## Your task
Will you give the material below again, every line exactly as it is?

## Task material
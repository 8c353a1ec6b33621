//! Meeting claims and request validation
//!
//! Validation runs before anything touches a key or the ledger. Each failure
//! names the field that violated its constraint.

use serde::{Deserialize, Serialize};
use serde_json::Value as JsonValue;

use crate::types::{NotaryError, Result};

/// Inclusive upper bound of `meetingType`
pub const MAX_MEETING_TYPE: u8 = 5;

/// A claim about one scheduled meeting
#[derive(Debug, Clone, PartialEq, Eq, Serialize, Deserialize)]
#[serde(rename_all = "camelCase")]
pub struct Claim {
    pub recipient: String,
    pub meeting_id: String,
    pub meeting_type: u8,
    pub start_time: u32,
    pub end_time: u32,
}

impl Claim {
    /// Build a claim from an inbound JSON body.
    ///
    /// Type checks come first (strings, then numbers), range checks after,
    /// so the reported field matches the first broken rule.
    pub fn from_json(body: &JsonValue) -> Result<Self> {
        let recipient = require_string(body, "recipient")?;
        let meeting_id = require_string(body, "meetingId")?;

        for field in ["meetingType", "startTime", "endTime"] {
            if !body.get(field).is_some_and(JsonValue::is_number) {
                return Err(NotaryError::validation(
                    field,
                    "MeetingType, startTime, and endTime must be numbers.",
                ));
            }
        }

        let meeting_type = require_integer(body, "meetingType")?;
        if !(0..=MAX_MEETING_TYPE as i128).contains(&meeting_type) {
            return Err(NotaryError::validation(
                "meetingType",
                "MeetingType must be a number between 0 and 5.",
            ));
        }

        let start_time = require_u32(body, "startTime")?;
        let end_time = require_u32(body, "endTime")?;

        let claim = Self {
            recipient,
            meeting_id,
            meeting_type: meeting_type as u8,
            start_time,
            end_time,
        };
        claim.validate()?;
        Ok(claim)
    }

    /// Re-check invariants on an already typed claim
    pub fn validate(&self) -> Result<()> {
        if self.recipient.trim().is_empty() {
            return Err(NotaryError::validation("recipient", "Recipient must not be empty."));
        }
        if self.meeting_id.is_empty() {
            return Err(NotaryError::validation("meetingId", "MeetingId must not be empty."));
        }
        if self.meeting_type > MAX_MEETING_TYPE {
            return Err(NotaryError::validation(
                "meetingType",
                "MeetingType must be a number between 0 and 5.",
            ));
        }
        Ok(())
    }
}

fn require_string(body: &JsonValue, field: &str) -> Result<String> {
    match body.get(field) {
        Some(JsonValue::String(s)) => Ok(s.clone()),
        _ => Err(NotaryError::validation(field, "Recipient and meetingId must be strings.")),
    }
}

/// Integer value of a JSON number; fractional values are rejected
fn require_integer(body: &JsonValue, field: &str) -> Result<i128> {
    let value = body
        .get(field)
        .ok_or_else(|| NotaryError::validation(field, format!("{field} is required.")))?;

    if let Some(n) = value.as_i64() {
        return Ok(n as i128);
    }
    if let Some(n) = value.as_u64() {
        return Ok(n as i128);
    }
    match value.as_f64() {
        Some(f) if f.fract() == 0.0 && f.abs() < 1e30 => Ok(f as i128),
        _ => Err(NotaryError::validation(field, format!("{field} must be an integer."))),
    }
}

fn require_u32(body: &JsonValue, field: &str) -> Result<u32> {
    let n = require_integer(body, field)?;
    u32::try_from(n).map_err(|_| {
        NotaryError::validation(field, format!("{field} must fit in an unsigned 32-bit timestamp."))
    })
}

#[cfg(test)]
mod tests {
    use super::*;
    use serde_json::json;

    fn body(meeting_type: JsonValue) -> JsonValue {
        json!({
            "recipient": "0xA1",
            "meetingId": "standup-42",
            "meetingType": meeting_type,
            "startTime": 1_700_000_000u32,
            "endTime": 1_700_003_600u32,
        })
    }

    fn field_of(err: NotaryError) -> String {
        match err {
            NotaryError::Validation { field, .. } => field,
            other => panic!("expected validation error, got {other:?}"),
        }
    }

    #[test]
    fn test_meeting_type_boundaries() {
        assert_eq!(Claim::from_json(&body(json!(5))).unwrap().meeting_type, 5);
        assert_eq!(Claim::from_json(&body(json!(0))).unwrap().meeting_type, 0);
        assert_eq!(field_of(Claim::from_json(&body(json!(6))).unwrap_err()), "meetingType");
        assert_eq!(field_of(Claim::from_json(&body(json!(-1))).unwrap_err()), "meetingType");
        assert_eq!(field_of(Claim::from_json(&body(json!(2.5))).unwrap_err()), "meetingType");
    }

    #[test]
    fn test_non_numeric_start_time_rejected() {
        let mut b = body(json!(2));
        b["startTime"] = json!("1700000000");
        let err = Claim::from_json(&b).unwrap_err();
        assert_eq!(err.to_string(), "MeetingType, startTime, and endTime must be numbers.");
        assert_eq!(field_of(err), "startTime");
    }

    #[test]
    fn test_string_fields_checked_first() {
        let mut b = body(json!("two"));
        b["recipient"] = json!(42);
        assert_eq!(field_of(Claim::from_json(&b).unwrap_err()), "recipient");

        let mut b = body(json!(2));
        b["meetingId"] = JsonValue::Null;
        assert_eq!(field_of(Claim::from_json(&b).unwrap_err()), "meetingId");
    }

    #[test]
    fn test_timestamps_must_fit_u32() {
        let mut b = body(json!(1));
        b["endTime"] = json!(4_294_967_296u64);
        assert_eq!(field_of(Claim::from_json(&b).unwrap_err()), "endTime");

        let mut b = body(json!(1));
        b["startTime"] = json!(-5);
        assert_eq!(field_of(Claim::from_json(&b).unwrap_err()), "startTime");
    }

    #[test]
    fn test_empty_identifiers_rejected() {
        let mut b = body(json!(1));
        b["meetingId"] = json!("");
        assert_eq!(field_of(Claim::from_json(&b).unwrap_err()), "meetingId");

        let mut b = body(json!(1));
        b["recipient"] = json!("  ");
        assert_eq!(field_of(Claim::from_json(&b).unwrap_err()), "recipient");
    }

    #[test]
    fn test_valid_claim() {
        let claim = Claim::from_json(&body(json!(2))).unwrap();
        assert_eq!(claim.meeting_id, "standup-42");
        assert_eq!(claim.start_time, 1_700_000_000);
        assert_eq!(claim.end_time, 1_700_003_600);
    }
}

## Result for this task
repository 8c353a1ec6b33621
//! Meeting claims and request validation
//!
//! Validation runs before anything touches a key or the ledger. Each failure
//! names the field that violated its constraint.

use serde::{Deserialize, Serialize};
use serde_json::Value as JsonValue;

use crate::types::{NotaryError, Result};

/// Inclusive upper bound of `meetingType`
pub const MAX_MEETING_TYPE: u8 = 5;

/// A claim about one scheduled meeting
#[derive(Debug, Clone, PartialEq, Eq, Serialize, Deserialize)]
#[serde(rename_all = "camelCase")]
pub struct Claim {
    pub recipient: String,
    pub meeting_id: String,
    pub meeting_type: u8,
    pub start_time: u32,
    pub end_time: u32,
}

impl Claim {
    /// Build a claim from an inbound JSON body.
    ///
    /// Type checks come first (strings, then numbers), range checks after,
    /// so the reported field matches the first broken rule.
    pub fn from_json(body: &JsonValue) -> Result<Self> {
        let recipient = require_string(body, "recipient")?;
        let meeting_id = require_string(body, "meetingId")?;

        for field in ["meetingType", "startTime", "endTime"] {
            if !body.get(field).is_some_and(JsonValue::is_number) {
                return Err(NotaryError::validation(
                    field,
                    "MeetingType, startTime, and endTime must be numbers.",
                ));
            }
        }

        let meeting_type = require_integer(body, "meetingType")?;
        if !(0..=MAX_MEETING_TYPE as i128).contains(&meeting_type) {
            return Err(NotaryError::validation(
                "meetingType",
                "MeetingType must be a number between 0 and 5.",
            ));
        }

        let start_time = require_u32(body, "startTime")?;
        let end_time = require_u32(body, "endTime")?;

        let claim = Self {
            recipient,
            meeting_id,
            meeting_type: meeting_type as u8,
            start_time,
            end_time,
        };
        claim.validate()?;
        Ok(claim)
    }

    /// Re-check invariants on an already typed claim
    pub fn validate(&self) -> Result<()> {
        if self.recipient.trim().is_empty() {
            return Err(NotaryError::validation("recipient", "Recipient must not be empty."));
        }
        if self.meeting_id.is_empty() {
            return Err(NotaryError::validation("meetingId", "MeetingId must not be empty."));
        }
        if self.meeting_type > MAX_MEETING_TYPE {
            return Err(NotaryError::validation(
                "meetingType",
                "MeetingType must be a number between 0 and 5.",
            ));
        }
        Ok(())
    }
}

fn require_string(body: &JsonValue, field: &str) -> Result<String> {
    match body.get(field) {
        Some(JsonValue::String(s)) => Ok(s.clone()),
        _ => Err(NotaryError::validation(field, "Recipient and meetingId must be strings.")),
    }
}

/// Integer value of a JSON number; fractional values are rejected
fn require_integer(body: &JsonValue, field: &str) -> Result<i128> {
    let value = body
        .get(field)
        .ok_or_else(|| NotaryError::validation(field, format!("{field} is required.")))?;

    if let Some(n) = value.as_i64() {
        return Ok(n as i128);
    }
    if let Some(n) = value.as_u64() {
        return Ok(n as i128);
    }
    match value.as_f64() {
        Some(f) if f.fract() == 0.0 && f.abs() < 1e30 => Ok(f as i128),
        _ => Err(NotaryError::validation(field, format!("{field} must be an integer."))),
    }
}

fn require_u32(body: &JsonValue, field: &str) -> Result<u32> {
    let n = require_integer(body, field)?;
    u32::try_from(n).map_err(|_| {
        NotaryError::validation(field, format!("{field} must fit in an unsigned 32-bit timestamp."))
    })
}

#[cfg(test)]
mod tests {
    use super::*;
    use serde_json::json;

    fn body(meeting_type: JsonValue) -> JsonValue {
        json!({
            "recipient": "0xA1",
            "meetingId": "standup-42",
            "meetingType": meeting_type,
            "startTime": 1_700_000_000u32,
            "endTime": 1_700_003_600u32,
        })
    }

    fn field_of(err: NotaryError) -> String {
        match err {
            NotaryError::Validation { field, .. } => field,
            other => panic!("expected validation error, got {other:?}"),
        }
    }

    #[test]
    fn test_meeting_type_boundaries() {
        assert_eq!(Claim::from_json(&body(json!(5))).unwrap().meeting_type, 5);
        assert_eq!(Claim::from_json(&body(json!(0))).unwrap().meeting_type, 0);
        assert_eq!(field_of(Claim::from_json(&body(json!(6))).unwrap_err()), "meetingType");
        assert_eq!(field_of(Claim::from_json(&body(json!(-1))).unwrap_err()), "meetingType");
        assert_eq!(field_of(Claim::from_json(&body(json!(2.5))).unwrap_err()), "meetingType");
    }

    #[test]
    fn test_non_numeric_start_time_rejected() {
        let mut b = body(json!(2));
        b["startTime"] = json!("1700000000");
        let err = Claim::from_json(&b).unwrap_err();
        assert_eq!(err.to_string(), "MeetingType, startTime, and endTime must be numbers.");
        assert_eq!(field_of(err), "startTime");
    }

    #[test]
    fn test_string_fields_checked_first() {
        let mut b = body(json!("two"));
        b["recipient"] = json!(42);
        assert_eq!(field_of(Claim::from_json(&b).unwrap_err()), "recipient");

        let mut b = body(json!(2));
        b["meetingId"] = JsonValue::Null;
        assert_eq!(field_of(Claim::from_json(&b).unwrap_err()), "meetingId");
    }

    #[test]
    fn test_timestamps_must_fit_u32() {
        let mut b = body(json!(1));
        b["endTime"] = json!(4_294_967_296u64);
        assert_eq!(field_of(Claim::from_json(&b).unwrap_err()), "endTime");

        let mut b = body(json!(1));
        b["startTime"] = json!(-5);
        assert_eq!(field_of(Claim::from_json(&b).unwrap_err()), "startTime");
    }

    #[test]
    fn test_empty_identifiers_rejected() {
        let mut b = body(json!(1));
        b["meetingId"] = json!("");
        assert_eq!(field_of(Claim::from_json(&b).unwrap_err()), "meetingId");

        let mut b = body(json!(1));
        b["recipient"] = json!("  ");
        assert_eq!(field_of(Claim::from_json(&b).unwrap_err()), "recipient");
    }

    #[test]
    fn test_valid_claim() {
        let claim = Claim::from_json(&body(json!(2))).unwrap();
        assert_eq!(claim.meeting_id, "standup-42");
        assert_eq!(claim.start_time, 1_700_000_000);
        assert_eq!(claim.end_time, 1_700_003_600);
    }
}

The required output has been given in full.